Problem to work on → Copy every line below precisely, leaving nothing out.

Supplied material →
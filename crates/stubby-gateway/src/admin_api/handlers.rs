//! Control endpoint handlers: mode transitions, status and metrics.

use super::types::{build_response_with_headers, gateway_error_response, json_response, StatusResponse};
use crate::config::Targets;
use crate::error::GatewayError;
use crate::metrics;
use crate::recording::ModeController;
use bytes::Bytes;
use http_body_util::Full;
use hyper::{Response, StatusCode};
use std::sync::Arc;
use tracing::{error, warn};

fn status_response(modes: &ModeController, targets: &Targets) -> Response<Full<Bytes>> {
    let snapshot = modes.snapshot();
    json_response(
        StatusCode::OK,
        &StatusResponse {
            profile: snapshot.profile,
            status: snapshot.mode,
            targets,
        },
    )
}

/// POST /_/record/{profile}
pub fn handle_record(modes: &ModeController, targets: &Targets, profile: &str) -> Response<Full<Bytes>> {
    match modes.set_recording(profile) {
        Ok(_) => status_response(modes, targets),
        Err(e) => {
            warn!("failed to start recording: {}", e);
            gateway_error_response(&e)
        }
    }
}

/// POST /_/replay/{profile}
///
/// Loading reads every stub file of the profile, so it runs on the blocking pool.
pub async fn handle_replay(
    modes: Arc<ModeController>,
    targets: &Targets,
    profile: &str,
) -> Response<Full<Bytes>> {
    let loader = Arc::clone(&modes);
    let requested = profile.to_string();
    let result = match tokio::task::spawn_blocking(move || loader.set_replaying(&requested)).await {
        Ok(result) => result,
        Err(e) => {
            error!("profile load task failed: {}", e);
            Err(GatewayError::ProfileLoad {
                profile: profile.to_string(),
                causes: vec![e.to_string()],
            })
        }
    };

    match result {
        Ok(_) => status_response(&modes, targets),
        Err(e) => {
            warn!("failed to start replaying: {}", e);
            gateway_error_response(&e)
        }
    }
}

/// POST /_/forward
pub fn handle_forward(modes: &ModeController, targets: &Targets) -> Response<Full<Bytes>> {
    modes.set_forwarding();
    status_response(modes, targets)
}

/// GET /_/status
pub fn handle_status(modes: &ModeController, targets: &Targets) -> Response<Full<Bytes>> {
    status_response(modes, targets)
}

/// GET /_/metrics
pub fn handle_metrics() -> Response<Full<Bytes>> {
    build_response_with_headers(
        StatusCode::OK,
        [("Content-Type", "text/plain; version=0.0.4")],
        metrics::collect_metrics(),
    )
}
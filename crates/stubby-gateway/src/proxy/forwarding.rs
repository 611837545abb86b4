//! Forwarding of requests to their upstream target.

use super::client::HttpClient;
use super::headers::{StubbyHeadersExt, VALUE_JSON};
use crate::metrics;
use http_body_util::combinators::BoxBody;
use http_body_util::{BodyExt, Empty, Full};
use hyper::body::{Bytes, Incoming};
use hyper::header::CONTENT_TYPE;
use hyper::{Request, Response, StatusCode};
use std::convert::Infallible;
use std::time::Instant;
use tracing::{debug, error};

pub type GatewayBody = BoxBody<Bytes, hyper::Error>;

pub fn full_body(bytes: impl Into<Bytes>) -> GatewayBody {
    Full::new(bytes.into())
        .map_err(|never: Infallible| match never {})
        .boxed()
}

pub fn empty_body() -> GatewayBody {
    Empty::<Bytes>::new()
        .map_err(|never: Infallible| match never {})
        .boxed()
}

/// `{"error": "<message>"}` with the given status.
pub fn error_response(status: StatusCode, message: &str) -> Response<GatewayBody> {
    let body = serde_json::json!({ "error": message }).to_string();
    let mut response = Response::new(full_body(body));
    *response.status_mut() = status;
    response.set_header(&CONTENT_TYPE, &VALUE_JSON);
    response
}

/// Empty 200 answered to ignored paths.
pub fn empty_ok() -> Response<GatewayBody> {
    Response::new(empty_body())
}

/// Send an already routed request upstream.
///
/// The response body is returned unread so it can stream to the client.
pub async fn forward_request(
    http_client: &HttpClient,
    req: Request<GatewayBody>,
) -> Result<Response<Incoming>, hyper_util::client::legacy::Error> {
    let method = req.method().clone();
    debug!("Forwarding to: {}", req.uri());

    let start = Instant::now();
    let result = http_client.request(req).await;
    let duration_ms = start.elapsed().as_secs_f64() * 1000.0;

    match &result {
        Ok(response) => {
            metrics::record_upstream_duration(method.as_str(), response.status().as_u16(), duration_ms)
        }
        Err(e) => {
            error!("Failed to forward request to upstream: {}", e);
            metrics::record_upstream_duration(method.as_str(), 502, duration_ms);
        }
    }
    result
}

#[cfg(test)]
mod tests {
    use super::*;

    #[tokio::test]
    async fn test_error_response_body() {
        let response = error_response(StatusCode::BAD_GATEWAY, "Bad \"Gateway\"");
        assert_eq!(response.status(), StatusCode::BAD_GATEWAY);
        assert_eq!(response.headers().get(CONTENT_TYPE).unwrap(), "application/json");

        let bytes = response.into_body().collect().await.unwrap().to_bytes();
        let parsed: serde_json::Value = serde_json::from_slice(&bytes).unwrap();
        assert_eq!(parsed["error"], "Bad \"Gateway\"");
    }

    #[tokio::test]
    async fn test_empty_ok() {
        let response = empty_ok();
        assert_eq!(response.status(), StatusCode::OK);
        let bytes = response.into_body().collect().await.unwrap().to_bytes();
        assert!(bytes.is_empty());
    }
}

Expected answer →
filename crates/stubby-gateway/src/admin_api/handlers.rs
//! Control endpoint handlers: mode transitions, status and metrics.

use super::types::{build_response_with_headers, gateway_error_response, json_response, StatusResponse};
use crate::config::Targets;
use crate::error::GatewayError;
use crate::metrics;
use crate::recording::ModeController;
use bytes::Bytes;
use http_body_util::Full;
use hyper::{Response, StatusCode};
use std::sync::Arc;
use tracing::{error, warn};

fn status_response(modes: &ModeController, targets: &Targets) -> Response<Full<Bytes>> {
    let snapshot = modes.snapshot();
    json_response(
        StatusCode::OK,
        &StatusResponse {
            profile: snapshot.profile,
            status: snapshot.mode,
            targets,
        },
    )
}

/// POST /_/record/{profile}
pub fn handle_record(modes: &ModeController, targets: &Targets, profile: &str) -> Response<Full<Bytes>> {
    match modes.set_recording(profile) {
        Ok(_) => status_response(modes, targets),
        Err(e) => {
            warn!("failed to start recording: {}", e);
            gateway_error_response(&e)
        }
    }
}

/// POST /_/replay/{profile}
///
/// Loading reads every stub file of the profile, so it runs on the blocking pool.
pub async fn handle_replay(
    modes: Arc<ModeController>,
    targets: &Targets,
    profile: &str,
) -> Response<Full<Bytes>> {
    let loader = Arc::clone(&modes);
    let requested = profile.to_string();
    let result = match tokio::task::spawn_blocking(move || loader.set_replaying(&requested)).await {
        Ok(result) => result,
        Err(e) => {
            error!("profile load task failed: {}", e);
            Err(GatewayError::ProfileLoad {
                profile: profile.to_string(),
                causes: vec![e.to_string()],
            })
        }
    };

    match result {
        Ok(_) => status_response(&modes, targets),
        Err(e) => {
            warn!("failed to start replaying: {}", e);
            gateway_error_response(&e)
        }
    }
}

/// POST /_/forward
pub fn handle_forward(modes: &ModeController, targets: &Targets) -> Response<Full<Bytes>> {
    modes.set_forwarding();
    status_response(modes, targets)
}

/// GET /_/status
pub fn handle_status(modes: &ModeController, targets: &Targets) -> Response<Full<Bytes>> {
    status_response(modes, targets)
}

/// GET /_/metrics
pub fn handle_metrics() -> Response<Full<Bytes>> {
    build_response_with_headers(
        StatusCode::OK,
        [("Content-Type", "text/plain; version=0.0.4")],
        metrics::collect_metrics(),
    )
}
filename crates/stubby-gateway/src/proxy/forwarding.rs
repository 611837545abb86b4
//! Forwarding of requests to their upstream target.

use super::client::HttpClient;
use super::headers::{StubbyHeadersExt, VALUE_JSON};
use crate::metrics;
use http_body_util::combinators::BoxBody;
use http_body_util::{BodyExt, Empty, Full};
use hyper::body::{Bytes, Incoming};
use hyper::header::CONTENT_TYPE;
use hyper::{Request, Response, StatusCode};
use std::convert::Infallible;
use std::time::Instant;
use tracing::{debug, error};

pub type GatewayBody = BoxBody<Bytes, hyper::Error>;

pub fn full_body(bytes: impl Into<Bytes>) -> GatewayBody {
    Full::new(bytes.into())
        .map_err(|never: Infallible| match never {})
        .boxed()
}

pub fn empty_body() -> GatewayBody {
    Empty::<Bytes>::new()
        .map_err(|never: Infallible| match never {})
        .boxed()
}

/// `{"error": "<message>"}` with the given status.
pub fn error_response(status: StatusCode, message: &str) -> Response<GatewayBody> {
    let body = serde_json::json!({ "error": message }).to_string();
    let mut response = Response::new(full_body(body));
    *response.status_mut() = status;
    response.set_header(&CONTENT_TYPE, &VALUE_JSON);
    response
}

/// Empty 200 answered to ignored paths.
pub fn empty_ok() -> Response<GatewayBody> {
    Response::new(empty_body())
}

/// Send an already routed request upstream.
///
/// The response body is returned unread so it can stream to the client.
pub async fn forward_request(
    http_client: &HttpClient,
    req: Request<GatewayBody>,
) -> Result<Response<Incoming>, hyper_util::client::legacy::Error> {
    let method = req.method().clone();
    debug!("Forwarding to: {}", req.uri());

    let start = Instant::now();
    let result = http_client.request(req).await;
    let duration_ms = start.elapsed().as_secs_f64() * 1000.0;

    match &result {
        Ok(response) => {
            metrics::record_upstream_duration(method.as_str(), response.status().as_u16(), duration_ms)
        }
        Err(e) => {
            error!("Failed to forward request to upstream: {}", e);
            metrics::record_upstream_duration(method.as_str(), 502, duration_ms);
        }
    }
    result
}

#[cfg(test)]
mod tests {
    use super::*;

    #[tokio::test]
    async fn test_error_response_body() {
        let response = error_response(StatusCode::BAD_GATEWAY, "Bad \"Gateway\"");
        assert_eq!(response.status(), StatusCode::BAD_GATEWAY);
        assert_eq!(response.headers().get(CONTENT_TYPE).unwrap(), "application/json");

        let bytes = response.into_body().collect().await.unwrap().to_bytes();
        let parsed: serde_json::Value = serde_json::from_slice(&bytes).unwrap();
        assert_eq!(parsed["error"], "Bad \"Gateway\"");
    }

    #[tokio::test]
    async fn test_empty_ok() {
        let response = empty_ok();
        assert_eq!(response.status(), StatusCode::OK);
        let bytes = response.into_body().collect().await.unwrap().to_bytes();
        assert!(bytes.is_empty());
    }
}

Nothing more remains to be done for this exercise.